How do we handle all the requests for donations from groups in our city?
Q: "Our pet specialty store, is in a small town. Each week we receive two or three donation requests. Everybody in every town gets two or three, that's pretty low actually, for money or items for charity, for a loved one who's diagnosed with cancer, etc. We contribute heavily to pet-related causes. Are we wrong to be passing on making donations to these individual causes?”
A: Come up with a budget, what you're comfortable with for the year. Is it $2,000, is it $500? You decide whatever it is and then log all of those requests and when people approach you, you say, 'You know, we do this until we run out of the budget,' and if you run out of budget in July, then you run out of budget in July. But as long as you've got a standard and you can just say, 'You know we've done this,' great.

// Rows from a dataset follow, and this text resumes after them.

//! [`GameBoard`] over a real page

use std::path::Path;
use std::time::Duration;

use action_primitives::{ActionError, Locator, PageDriver, WaitState};
use async_trait::async_trait;
use tracing::debug;

use crate::config::AccountConfig;
use crate::errors::CycleError;
use crate::game::constants::{
    parse_level, NEXT_HABITAT_SETTLE, POPUP_PROBE, SELECT_ALL_PROBE, SERVER_URL,
    STALE_LOGOUT_PROBE, VEHICLE_PROBE,
};
use crate::game::selectors;
use crate::game::{GameBoard, ParsedBuilding, ResearchBuilding};

/// Lords & Knights page driven through a [`PageDriver`].
pub struct LordsPage<P> {
    driver: P,
    timeout: Duration,
}

impl<P: PageDriver> LordsPage<P> {
    /// `timeout` bounds the mandatory waits during login.
    pub fn new(driver: P, timeout: Duration) -> Self {
        Self { driver, timeout }
    }

    pub fn driver(&self) -> &P {
        &self.driver
    }

    /// Click `locator` if it becomes visible within `timeout`.
    ///
    /// A timed-out probe means "absent". A click that still cannot land after
    /// a positive probe (the element vanished or was hidden again) is treated
    /// the same way.
    async fn click_if_present(
        &self,
        locator: &Locator,
        timeout: Duration,
    ) -> Result<bool, CycleError> {
        match self
            .driver
            .wait_for(locator, WaitState::Visible, timeout)
            .await
        {
            Ok(()) => match self.driver.click(locator).await {
                Ok(()) => Ok(true),
                Err(err)
                    if err.is_timeout() || matches!(err, ActionError::AnchorNotFound(_)) =>
                {
                    debug!(locator = %locator, error = %err, "optional element not clickable");
                    Ok(false)
                }
                Err(err) => Err(err.into()),
            },
            Err(err) if err.is_timeout() => {
                debug!(locator = %locator, "optional element absent");
                Ok(false)
            }
            Err(err) => Err(err.into()),
        }
    }
}

fn parse_amount(raw: &str) -> Result<u64, CycleError> {
    let digits: String = raw
        .trim()
        .chars()
        .filter(|c| !matches!(c, ',' | '.' | ' ' | '\u{a0}'))
        .collect();
    digits.parse().map_err(|_| CycleError::UnparsableNumber {
        what: "mass action value",
        raw: raw.to_string(),
    })
}

#[async_trait]
impl<P: PageDriver> GameBoard for LordsPage<P> {
    async fn login(&self, account: &AccountConfig) -> Result<(), CycleError> {
        self.driver.navigate(SERVER_URL).await?;

        // A remembered session shows a logout form instead of the login form.
        self.click_if_present(&selectors::stale_logout(), STALE_LOGOUT_PROBE)
            .await?;

        self.driver
            .fill(&selectors::email_field(), &account.email)
            .await?;
        self.driver
            .fill(&selectors::password_field(), &account.password)
            .await?;
        self.driver.click(&selectors::login_button()).await?;
        self.driver.click(&selectors::world(&account.world)).await?;

        self.driver
            .wait_for(
                &selectors::buildings_icon_bar(),
                WaitState::Attached,
                self.timeout,
            )
            .await?;
        self.driver
            .wait_for(
                &selectors::loading_overlay(),
                WaitState::Detached,
                self.timeout,
            )
            .await?;
        Ok(())
    }

    async fn dismiss_popup(&self) -> Result<bool, CycleError> {
        for button in selectors::popup_buttons() {
            if self.click_if_present(&button, POPUP_PROBE).await? {
                return Ok(true);
            }
        }
        Ok(false)
    }

    async fn habitat_name(&self) -> Result<Option<String>, CycleError> {
        Ok(self.driver.text_content(&selectors::habitat_title()).await?)
    }

    async fn toggle_building_list(&self) -> Result<(), CycleError> {
        Ok(self.driver.click(&selectors::building_list_button()).await?)
    }

    async fn ore_store_name(&self) -> Result<String, CycleError> {
        Ok(self.driver.inner_text(&selectors::ore_store_name()).await?)
    }

    async fn upgradable_buildings(&self) -> Result<Vec<ParsedBuilding>, CycleError> {
        let rows = selectors::upgradable_rows();
        let count = self.driver.count(&rows).await?;
        let mut buildings = Vec::with_capacity(count);
        for index in 0..count {
            let row = rows.clone().nth(index);
            let name = self.driver.inner_text(&selectors::row_name(&row)).await?;
            let description = self
                .driver
                .inner_text(&selectors::row_description(&row))
                .await?;
            let level = parse_level(&description).ok_or_else(|| CycleError::UnparsableNumber {
                what: "building level",
                raw: description.clone(),
            })?;
            buildings.push(ParsedBuilding {
                name: name.trim().to_string(),
                level,
                control: selectors::row_action(&row),
            });
        }
        Ok(buildings)
    }

    async fn active_upgrades(&self) -> Result<usize, CycleError> {
        Ok(self.driver.count(&selectors::in_progress_rows()).await?)
    }

    async fn upgrade_enabled(&self, building: &ParsedBuilding) -> Result<bool, CycleError> {
        let class = self.driver.attribute(&building.control, "class").await?;
        match class {
            Some(class) if !class.trim().is_empty() => {
                Ok(!class.split_whitespace().any(|c| c == "disabled"))
            }
            _ => Err(CycleError::ControlStatusUnreadable {
                building: building.name.clone(),
            }),
        }
    }

    async fn click_upgrade(&self, building: &ParsedBuilding) -> Result<(), CycleError> {
        Ok(self.driver.click(&building.control).await?)
    }

    async fn open_research(&self, building: ResearchBuilding) -> Result<(), CycleError> {
        Ok(self
            .driver
            .click(&selectors::research_building(building.name()))
            .await?)
    }

    async fn research_in_progress(&self) -> Result<bool, CycleError> {
        Ok(self.driver.count(&selectors::research_in_progress()).await? > 0)
    }

    async fn start_first_research(&self) -> Result<bool, CycleError> {
        let options = selectors::research_options();
        if self.driver.count(&options).await? == 0 {
            return Ok(false);
        }
        self.driver.click(&options).await?;
        Ok(true)
    }

    async fn select_next_habitat(&self) -> Result<(), CycleError> {
        self.driver.click(&selectors::next_habitat()).await?;
        self.driver.delay(NEXT_HABITAT_SETTLE).await;
        Ok(())
    }

    async fn under_attack(&self) -> Result<bool, CycleError> {
        Ok(self.driver.count(&selectors::under_attack_alert()).await? > 0)
    }

    async fn toggle_mass_functions(&self) -> Result<(), CycleError> {
        Ok(self
            .driver
            .click(&selectors::mass_functions_button())
            .await?)
    }

    async fn choose_missions(&self) -> Result<(), CycleError> {
        Ok(self.driver.click(&selectors::mission_action()).await?)
    }

    async fn choose_silver_barter(&self) -> Result<bool, CycleError> {
        self.driver.click(&selectors::exchange_action()).await?;
        self.driver.click(&selectors::silver_resource()).await?;
        self.click_if_present(&selectors::trade_vehicle(), VEHICLE_PROBE)
            .await
    }

    async fn select_all_habitats(&self) -> Result<(), CycleError> {
        for link in selectors::select_all_links() {
            self.click_if_present(&link, SELECT_ALL_PROBE).await?;
        }
        Ok(())
    }

    async fn mass_action_value(&self) -> Result<u64, CycleError> {
        let raw = self
            .driver
            .inner_text(&selectors::mass_action_value())
            .await?;
        parse_amount(&raw)
    }

    async fn confirm_missions(&self) -> Result<(), CycleError> {
        Ok(self.driver.click(&selectors::mission_confirm()).await?)
    }

    async fn confirm_barter(&self) -> Result<(), CycleError> {
        Ok(self.driver.click(&selectors::barter_confirm()).await?)
    }

    async fn logout(&self) -> Result<(), CycleError> {
        self.driver.click(&selectors::profile_button()).await?;
        self.driver.click(&selectors::logout_link()).await?;
        Ok(())
    }

    async fn pause(&self, duration: Duration) {
        self.driver.delay(duration).await;
    }

    async fn screenshot(&self, path: &Path) -> Result<(), CycleError> {
        Ok(self.driver.screenshot(path).await?)
    }
}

A lot of times we take donation requests from people who've never shopped with us and they're not customers and they don't know anyone that's a customer. Why are you going ahead and doing that, you know?
A customer who brings me a request is much more likely for me to fill it than for someone I don't know. I know there are plenty of people who say donate to anyone who asks and say, "Well anything that gets my word out."
Not really, because you don't know what happens with that gift certificate.
You don't know if the organizer just uses it themselves, or they pay somebody else with it.
There's a million things that can go wrong if you don't have control over that. That's also why I suggest you have a donation request form they have to fill out before you consider their request so you can track all of them at the end of the year.
Oh and what should you say when you have to turn someone down for a donation? 'Thanks for thinking of us, unfortunately we have a limited donation budget and we aren’t in a position to donate at this time.'"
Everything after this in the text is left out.